We can also see that the error measures vary quite significantly between the training and testing sets. Some variation is expected (we will always see lower $R^2$ and higher error on testing compared to training sets), but significant variation may indicate that the model is **overfitted** to the training data, and does not **generalise** well to the testing data.
%% Cell type:markdown id: tags:
### Analysis of Coefficients
We can investigate the model coefficients to get an idea of the importance of each independent variable in predicting `Y`. However, we cannot directly compare coefficients as their dimensions are different.
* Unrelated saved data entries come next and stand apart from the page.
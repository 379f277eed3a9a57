use codec::{Decode, DecodeWithMemTracking, Encode, MaxEncodedLen};
use scale_info::TypeInfo;
use serde::{Deserialize, Serialize};

/// Asset identifier shared by the settlement core and its collaborators.
///
/// - `Native`: the ledger's native token (managed by pallet-balances). This is the sentinel a
///   request uses to move native funds.
/// - `Local(u32)`: fungible asset managed by pallet-assets.
/// - `Foreign(u32)`: bridged asset managed by pallet-assets under the foreign namespace.
#[derive(
  Clone,
  Copy,
  Debug,
  Decode,
  DecodeWithMemTracking,
  Default,
  Encode,
  Eq,
  MaxEncodedLen,
  Ord,
  PartialEq,
  PartialOrd,
  TypeInfo,
  Serialize,
  Deserialize,
)]
pub enum AssetKind {
  /// Native token managed by pallet-balances
  #[default]
  Native,
  /// Local asset managed by pallet-assets
  Local(u32),
  /// Foreign asset managed by pallet-assets (0xF... namespace)
  Foreign(u32),
}

impl From<u32> for AssetKind {
  fn from(asset_id: u32) -> Self {
    AssetKind::Local(asset_id)
  }
}
//! Confusion tables: per character pair error statistics for each edit operation.

use std::collections::HashMap;
use std::fmt;

use serde::{Deserialize, Serialize};

use crate::alignment::{Alignment, Edit, EditOp};
use crate::alphabet::{Alphabet, BOUNDARY};
use crate::frequency::CharCounts;
use crate::{CharPair, Error, Result};

/// `AccumulationMode` picks how much of a backtrace is charged to the tables.
#[derive(Debug, Clone, Copy, PartialEq, Eq, Serialize, Deserialize)]
#[serde(rename_all = "kebab-case")]
pub enum AccumulationMode {
    /// Every non-copy edit along the alignment.
    Full,
    /// Only the first non-copy edit met from the end of the words.
    FirstDifference,
}

impl Default for AccumulationMode {
    fn default() -> Self {
        Self::Full
    }
}

/// `ConfusionTable` maps a character pair to a raw count or, once normalized, a rate.
#[derive(Debug, Clone, Default, PartialEq)]
pub struct ConfusionTable {
    entries: HashMap<CharPair, f64>,
}

impl ConfusionTable {
    /// `get` reads the entry for `pair`, zero when absent.
    #[must_use]
    pub fn get(&self, pair: CharPair) -> f64 {
        self.entries.get(&pair).copied().unwrap_or(0.0)
    }

    /// `add` increases the entry for `pair` by `amount`.
    pub fn add(&mut self, pair: CharPair, amount: f64) {
        *self.entries.entry(pair).or_insert(0.0) += amount;
    }

    /// `iter` visits every stored entry in no particular order.
    pub fn iter(&self) -> impl Iterator<Item = (CharPair, f64)> + '_ {
        self.entries.iter().map(|(pair, value)| (*pair, *value))
    }

    /// `len` is the number of stored pairs.
    #[must_use]
    pub fn len(&self) -> usize {
        self.entries.len()
    }

    /// `is_empty` reports whether no pair was ever recorded.
    #[must_use]
    pub fn is_empty(&self) -> bool {
        self.entries.is_empty()
    }

    /// `grid` renders the table as a fixed-width matrix over the boundary symbol and
    /// `alphabet`, rows being the first character of each pair.
    #[must_use]
    pub fn grid<'a>(&'a self, alphabet: &'a Alphabet) -> Grid<'a> {
        Grid {
            table: self,
            alphabet,
        }
    }

    #[allow(clippy::cast_precision_loss)]
    fn divided_by(self, baseline: impl Fn(CharPair) -> u64) -> Self {
        let entries = self
            .entries
            .into_iter()
            .map(|(pair, count)| {
                let base = baseline(pair);
                if base == 0 {
                    log::debug!("no baseline for {:?}, dropping rate to zero", pair);
                    return (pair, 0.0);
                }
                (pair, count / base as f64)
            })
            .collect();
        Self { entries }
    }
}

/// Fixed-width rendering of a [`ConfusionTable`].
pub struct Grid<'a> {
    table: &'a ConfusionTable,
    alphabet: &'a Alphabet,
}

impl fmt::Display for Grid<'_> {
    fn fmt(&self, f: &mut fmt::Formatter<'_>) -> fmt::Result {
        let labels: Vec<char> = std::iter::once(BOUNDARY).chain(self.alphabet.chars()).collect();

        let cells: Vec<Vec<String>> = labels
            .iter()
            .map(|&row| {
                labels
                    .iter()
                    .map(|&col| format_value(self.table.get((row, col))))
                    .collect()
            })
            .collect();
        let width = cells
            .iter()
            .flatten()
            .map(String::len)
            .max()
            .unwrap_or(0)
            .max(4)
            + 1;

        write!(f, "  ")?;
        for label in &labels {
            write!(f, "{:<width$}", label, width = width)?;
        }
        writeln!(f)?;

        for (label, row) in labels.iter().zip(&cells) {
            write!(f, "{} ", label)?;
            for cell in row {
                write!(f, "{:<width$}", cell, width = width)?;
            }
            writeln!(f)?;
        }
        Ok(())
    }
}

fn format_value(value: f64) -> String {
    if value.fract() == 0.0 {
        format!("{}", value)
    } else {
        format!("{:.4}", value)
    }
}

/// `ConfusionTables` groups the insertion, deletion, substitution and transposition tables.
#[derive(Debug, Clone, Default, PartialEq)]
pub struct ConfusionTables {
    /// Keyed by (preceding character, inserted character).
    pub insertion: ConfusionTable,
    /// Keyed by (preceding character, deleted character).
    pub deletion: ConfusionTable,
    /// Keyed by (typed character, correct character).
    pub substitution: ConfusionTable,
    /// Keyed by the swapped characters in their correct order.
    pub transposition: ConfusionTable,
    normalized: bool,
}

impl ConfusionTables {
    /// `new` creates four empty raw-count tables.
    #[must_use]
    pub fn new() -> Self {
        Self::default()
    }

    /// `is_normalized` reports whether the entries are rates rather than raw counts.
    #[must_use]
    pub fn is_normalized(&self) -> bool {
        self.normalized
    }

    /// `table` returns the table an operation is charged to, `None` for copies and the origin.
    #[must_use]
    pub fn table(&self, op: EditOp) -> Option<&ConfusionTable> {
        match op {
            EditOp::Insertion => Some(&self.insertion),
            EditOp::Deletion => Some(&self.deletion),
            EditOp::Substitution => Some(&self.substitution),
            EditOp::Transposition => Some(&self.transposition),
            EditOp::Copy | EditOp::None => None,
        }
    }

    fn table_mut(&mut self, op: EditOp) -> Option<&mut ConfusionTable> {
        match op {
            EditOp::Insertion => Some(&mut self.insertion),
            EditOp::Deletion => Some(&mut self.deletion),
            EditOp::Substitution => Some(&mut self.substitution),
            EditOp::Transposition => Some(&mut self.transposition),
            EditOp::Copy | EditOp::None => None,
        }
    }

    /// `record` adds `weight` to the entry keyed by `edit`. Copies are ignored.
    #[allow(clippy::cast_precision_loss)]
    pub fn record(&mut self, edit: &Edit, weight: u64) {
        if let Some(table) = self.table_mut(edit.op) {
            log::trace!("{:?} {:?} += {}", edit.op, edit.pair, weight);
            table.add(edit.pair, weight as f64);
        }
    }

    /// `accumulate` aligns `truth` with `typo` and charges the edits found to the tables,
    /// returning how many were charged.
    ///
    /// # Errors
    ///
    /// Returns [`Error::AlreadyNormalized`] once the tables hold rates.
    pub fn accumulate(
        &mut self,
        truth: &str,
        typo: &str,
        weight: u64,
        mode: AccumulationMode,
    ) -> Result<usize> {
        if self.normalized {
            return Err(Error::AlreadyNormalized);
        }

        let alignment = Alignment::new(truth, typo);
        let mut edits = alignment.backtrace().filter(|edit| edit.op != EditOp::Copy);

        let mut charged = 0;
        match mode {
            AccumulationMode::Full => {
                for edit in edits {
                    self.record(&edit, weight);
                    charged += 1;
                }
            }
            AccumulationMode::FirstDifference => {
                if let Some(edit) = edits.next() {
                    self.record(&edit, weight);
                    charged = 1;
                }
            }
        }
        Ok(charged)
    }

    /// `normalize` converts raw counts to rates: insertion and substitution entries are
    /// divided by the unigram count of the pair's first character, deletion and
    /// transposition entries by the bigram count of the pair.
    #[must_use]
    pub fn normalize(self, baseline: &CharCounts) -> Self {
        if self.normalized {
            return self;
        }

        log::debug!(
            "normalizing {} insertion, {} deletion, {} substitution, {} transposition entries",
            self.insertion.len(),
            self.deletion.len(),
            self.substitution.len(),
            self.transposition.len()
        );

        Self {
            insertion: self.insertion.divided_by(|(first, _)| baseline.unigram(first)),
            deletion: self.deletion.divided_by(|pair| baseline.bigram(pair)),
            substitution: self
                .substitution
                .divided_by(|(first, _)| baseline.unigram(first)),
            transposition: self.transposition.divided_by(|pair| baseline.bigram(pair)),
            normalized: true,
        }
    }
}

/// `first_difference` is the last edit separating `truth` from `typo` in backtrace order,
/// `None` for equal words.
#[must_use]
pub fn first_difference(truth: &str, typo: &str) -> Option<Edit> {
    Alignment::new(truth, typo)
        .backtrace()
        .find(|edit| edit.op != EditOp::Copy)
}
For example, the `AGE` coefficient will be inversely proportional to years, while the `BP` coefficient will be inversely proportional to mm of Hg. Hence to compare the coefficients we need to make them dimensionless and we also need to know the variability of each of the dependent variables.
%% Cell type:code id: tags:
``` python
feature_names = X.columns.tolist() # write the column names to a list
# create a dataframe for which the columns are the feature names and regression coefficient
coefficients = pd.Series(data=linear.coef_.transpose(), index=feature_names)
coefficients.plot(kind='bar', figsize=(10, 7)) # plot these as a bar plot
plt.title('Linear Regression: Coefficient Importance') # add a title
plt.axhline(y=0, color='.5') # add the reference line y = 0
plt.subplots_adjust(left=.3) # move to the left a little bit
```
%%%% Output: display_data
![]()
%% Cell type:markdown id: tags:
The variability of the features can be obtained from the standard deviation, which also has the same dimensions as the original variables. We can see a roughly inverse relationship between the coefficients and the standard deviation, i.e., as one goes up the other goes down.
%% Cell type:code id: tags:
``` python
X_train.std(axis=0).plot(kind='bar', figsize=(10, 7)) # plot the standard deviation of the training set features
plt.title('Features std. dev.') # add a title
plt.subplots_adjust(left=.3) # move a bit to the left
```
%%%% Output: display_data
![]()
%% Cell type:markdown id: tags:
Hence the importance of each coefficient can be found by multiplying the coefficient by the standard deviation for each variable. This suggests that `S1` and `S2` have significant effects on `Y`, which contradicts the conclusions drawn from the corrrelation table earlier. What we haven't yet taken into account is the variability of the coefficients.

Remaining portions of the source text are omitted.